Temporal variations in organic carbon utilization by consumers in a lowland river

• Published in: River research and applications Vol. 28; no. 5; pp. 513 - 528
• Main Authors: Hladyz, S, Nielsen, D. L, Suter, P. J, Krull, E. S
• Format: Journal Article
• Language: English
• Published: Chichester, UK John Wiley & Sons, Ltd 01.06.2012; Wiley
• Subjects: Algae; allochthonous; Animal and plant ecology; Animal, plant and microbial ecology; arid zone rivers; Australia; autochthonous; biofilm; Biological and medical sciences; biomass; carbon; ecosystems; energy; fish; floodplains; food webs; Fresh water ecosystems; Fundamental and applied biological sciences. Psychology; grasses; macroinvertebrates; ovens; Ovens River; prediction; rivers; seasonal variation; stable isotopes; statistical models; subsidies; Synecology; trees; vegetation; Australia; Oceania; Organic carbon; stable isotopes; Ovens River; Rivers; Time variation; arid zone rivers; allochthonous; Food web; Arid region; macroinvertebrates; food webs; Stream; Autochthonous; Invertebrata; Lowland; Australia; Isotopes
• ISSN: 1535-1459; 1535-1467
• DOI: 10.1002/rra.1467

Understanding temporal trophic interactions in riverine food webs is essential for predicting river ecosystem function and improving management of these ecosystems.

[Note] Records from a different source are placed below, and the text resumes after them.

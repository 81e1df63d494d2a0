//! Pica Production Number
//!
//! Record numbers of Pica union catalogues: digits followed by a mod-11
//! check character, weights 2,3,4,… counted from the right. PPNs have no
//! fixed length, so create mode always appends a check character.

use lazy_static::lazy_static;
use regex::Regex;

use crate::checksum::ppn_check_char;
use crate::error::ValidationError;
use crate::number::{
    dehyphenate, labelled, number_state_methods, NumberKind, NumberState, StandardNumber,
};

lazy_static! {
    static ref PPN_REGEX: Regex = Regex::new(r"\b[0-9]{3,9}[0-9xX]\b").unwrap();
    static ref PPN_PAYLOAD_REGEX: Regex = Regex::new(r"\b[0-9]{3,9}\b").unwrap();
}

#[derive(Debug, Clone, Default, PartialEq, Eq)]
pub struct Ppn {
    state: NumberState,
}

impl StandardNumber for Ppn {
    number_state_methods!();

    fn kind(&self) -> NumberKind {
        NumberKind::Ppn
    }

    fn normalize(&mut self) -> &mut Self {
        let grammar: &Regex = if self.state.creates_checksum() {
            &PPN_PAYLOAD_REGEX
        } else {
            &PPN_REGEX
        };
        let candidate = self
            .state
            .candidate(grammar)
            .map(|c| dehyphenate(&c).to_uppercase());
        self.state.set_canonical(candidate);
        self
    }

    fn verify(&mut self) -> Result<&mut Self, ValidationError> {
        let value = self.state.require_canonical()?;
        let settled = settle_variable(value, self.state.creates_checksum(), ppn_check_char)?;
        self.state.set_canonical(Some(settled));
        Ok(self)
    }

    fn format(&self) -> Option<String> {
        self.state.canonical().map(str::to_string)
    }

    fn typed_variants(&self) -> Vec<String> {
        labelled(self.kind(), &[self.format()])
    }
}

/// Check a variable-length value, or append a check character in create mode
pub(crate) fn settle_variable<F>(
    value: &str,
    create: bool,
    compute: F,
) -> Result<String, ValidationError>
where
    F: Fn(&str) -> Result<char, ValidationError>,
{
    if create {
        return Ok(format!("{}{}", value, compute(value)?));
    }
    if value.len() < 2 {
        return Err(ValidationError::length("at least 2", value.len()));
    }
    let (payload, found) = value.split_at(value.len() - 1);
    let expected = compute(payload)?;
    if found.eq_ignore_ascii_case(&expected.to_string()) {
        Ok(value.to_string())
    } else {
        Err(ValidationError::checksum(expected, found))
    }
}

#[cfg(test)]
mod tests {
    use super::*;

    #[test]
    fn test_valid_ppn() {
        let mut ppn = Ppn::default();
        assert!(ppn.set("PPN 123456789").normalize().is_valid());
        assert!(ppn.set("123456789x").normalize().is_valid());
        assert_eq!(ppn.canonical_value(), Some("123456789X"));
        assert_eq!(ppn.typed_variants(), vec!["PPN 123456789X"]);
    }

    #[test]
    fn test_checksum_mismatch() {
        let mut ppn = Ppn::default();
        let err = ppn.set("123456780").normalize().verify().unwrap_err();
        assert_eq!(err, ValidationError::checksum('9', '0'));
    }

    #[test]
    fn test_create_appends() {
        let mut ppn = Ppn::default();
        ppn.create_checksum(true).set("12345678").normalize();
        ppn.verify().unwrap();
        assert_eq!(ppn.canonical_value(), Some("123456789"));
    }

    #[test]
    fn test_malformed_payload() {
        assert_eq!(
            settle_variable("12X4", false, ppn_check_char),
            Err(ValidationError::malformed('X', 2))
        );
    }
}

Temporal changes in energy flows through riverine food webs are readily assumed but are rarely tested. Temporal variability in food webs from two reaches of a lowland river (Ovens River, south‐eastern Australia) with differing levels of floodplain connectivity were examined over 12 months. We investigated how seasonal changes, flow variability and floodplain connectivity influence (i) stable isotope signatures of basal organic carbon sources (terrestrial sources: trees and grasses; aquatic sources: seston, biofilm and filamentous algae) and consumers (macroinvertebrates and fish) and (ii) the relative proportions of organic carbon sources contributing to consumer biomass using mixing models. We hypothesized (i) that during high flows, increased floodplain connectivity would increase the lateral exchange of terrestrial carbon subsidies to main channel consumers and (ii) that during low flow periods, main channel consumers would derive the majority of their carbon from aquatic benthic sources. Results indicated that isotope signatures for basal sources and for most of the consumers varied temporally and spatially. Mixing models indicated that increased floodplain connectivity did not increase terrestrial subsidies to consumers during high flows. Seston was the primary source during high flows whilst terrestrial vegetation increased in importance during low flows. Filamentous algae was also important during low flows for some consumers. These findings indicate that it is essential to include temporal variability in order to understand energy flows in lowland rivers, thus allowing for the dynamic nature of these ecosystems.